Data in this exercise:
Start of Block
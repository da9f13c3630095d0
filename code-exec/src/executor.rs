use async_trait::async_trait;
use std::sync::Arc;
use std::time::Duration;
use tracing::debug;

use crate::{
    error::Error,
    languages::{JavaExecutor, JavaScriptExecutor, ProcessPythonExecutor, PythonExecutor},
    sandbox::Sandbox,
    types::{ExecutionOutcome, ExecutorConfig, Language, PythonIsolation, TestCase},
};

/// Trait for language-specific code executors
#[async_trait]
pub trait LanguageExecutor: Send + Sync {
    fn language(&self) -> Language;

    /// Run `code` once at top level and, when `test_cases` is non-empty,
    /// once more per test case. Only infrastructure failures are `Err`;
    /// anything the submission did wrong is reported in the outcome.
    async fn run(&self, code: &str, test_cases: &[TestCase]) -> Result<ExecutionOutcome, Error>;
}

/// Renders a deadline the way timeout messages show it: whole seconds when
/// possible, milliseconds otherwise.
pub fn describe_bound(timeout: Duration) -> String {
    if timeout.subsec_nanos() == 0 {
        format!("{} second", timeout.as_secs())
    } else {
        format!("{} millisecond", timeout.as_millis())
    }
}

/// Routes each language to its runner
#[derive(Clone)]
pub struct CodeExecutor {
    python: Arc<dyn LanguageExecutor>,
    javascript: Arc<dyn LanguageExecutor>,
    java: Arc<dyn LanguageExecutor>,
}

impl CodeExecutor {
    pub fn new(config: &ExecutorConfig) -> Self {
        let sandbox = Sandbox::new(config.limits.clone(), config.scratch_dir.clone());
        let python: Arc<dyn LanguageExecutor> = match config.python_isolation {
            PythonIsolation::InProcess => Arc::new(PythonExecutor::new(config.timeout)),
            PythonIsolation::Process => Arc::new(ProcessPythonExecutor::new(
                sandbox.clone(),
                config.python_command.clone(),
                config.timeout,
            )),
        };
        Self {
            python,
            javascript: Arc::new(JavaScriptExecutor::new(
                sandbox,
                config.node_command.clone(),
                config.timeout,
            )),
            java: Arc::new(JavaExecutor),
        }
    }

    /// Executor for a supported language identifier, matched
    /// case-insensitively.
    pub fn create_executor(&self, language: &str) -> Result<Arc<dyn LanguageExecutor>, Error> {
        let language: Language = language.parse()?;
        Ok(match language {
            Language::Python => self.python.clone(),
            Language::JavaScript => self.javascript.clone(),
            Language::Java => self.java.clone(),
        })
    }

    pub async fn dispatch(
        &self,
        language: &str,
        code: &str,
        test_cases: &[TestCase],
    ) -> Result<ExecutionOutcome, Error> {
        let executor = self.create_executor(language)?;
        debug!(
            "Dispatching {} submission ({} bytes, {} test cases)",
            executor.language(),
            code.len(),
            test_cases.len()
        );
        executor.run(code, test_cases).await
    }
}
End of Block
Problem requirements:
Output the full listing above once again, verbatim.

Reply to the exercise:
repository da9f13c3630095d0
filename code-exec/src/executor.rs
use async_trait::async_trait;
use std::sync::Arc;
use std::time::Duration;
use tracing::debug;

use crate::{
    error::Error,
    languages::{JavaExecutor, JavaScriptExecutor, ProcessPythonExecutor, PythonExecutor},
    sandbox::Sandbox,
    types::{ExecutionOutcome, ExecutorConfig, Language, PythonIsolation, TestCase},
};

/// Trait for language-specific code executors
#[async_trait]
pub trait LanguageExecutor: Send + Sync {
    fn language(&self) -> Language;

    /// Run `code` once at top level and, when `test_cases` is non-empty,
    /// once more per test case. Only infrastructure failures are `Err`;
    /// anything the submission did wrong is reported in the outcome.
    async fn run(&self, code: &str, test_cases: &[TestCase]) -> Result<ExecutionOutcome, Error>;
}

/// Renders a deadline the way timeout messages show it: whole seconds when
/// possible, milliseconds otherwise.
pub fn describe_bound(timeout: Duration) -> String {
    if timeout.subsec_nanos() == 0 {
        format!("{} second", timeout.as_secs())
    } else {
        format!("{} millisecond", timeout.as_millis())
    }
}

/// Routes each language to its runner
#[derive(Clone)]
pub struct CodeExecutor {
    python: Arc<dyn LanguageExecutor>,
    javascript: Arc<dyn LanguageExecutor>,
    java: Arc<dyn LanguageExecutor>,
}

impl CodeExecutor {
    pub fn new(config: &ExecutorConfig) -> Self {
        let sandbox = Sandbox::new(config.limits.clone(), config.scratch_dir.clone());
        let python: Arc<dyn LanguageExecutor> = match config.python_isolation {
            PythonIsolation::InProcess => Arc::new(PythonExecutor::new(config.timeout)),
            PythonIsolation::Process => Arc::new(ProcessPythonExecutor::new(
                sandbox.clone(),
                config.python_command.clone(),
                config.timeout,
            )),
        };
        Self {
            python,
            javascript: Arc::new(JavaScriptExecutor::new(
                sandbox,
                config.node_command.clone(),
                config.timeout,
            )),
            java: Arc::new(JavaExecutor),
        }
    }

    /// Executor for a supported language identifier, matched
    /// case-insensitively.
    pub fn create_executor(&self, language: &str) -> Result<Arc<dyn LanguageExecutor>, Error> {
        let language: Language = language.parse()?;
        Ok(match language {
            Language::Python => self.python.clone(),
            Language::JavaScript => self.javascript.clone(),
            Language::Java => self.java.clone(),
        })
    }

    pub async fn dispatch(
        &self,
        language: &str,
        code: &str,
        test_cases: &[TestCase],
    ) -> Result<ExecutionOutcome, Error> {
        let executor = self.create_executor(language)?;
        debug!(
            "Dispatching {} submission ({} bytes, {} test cases)",
            executor.language(),
            code.len(),
            test_cases.len()
        );
        executor.run(code, test_cases).await
    }
}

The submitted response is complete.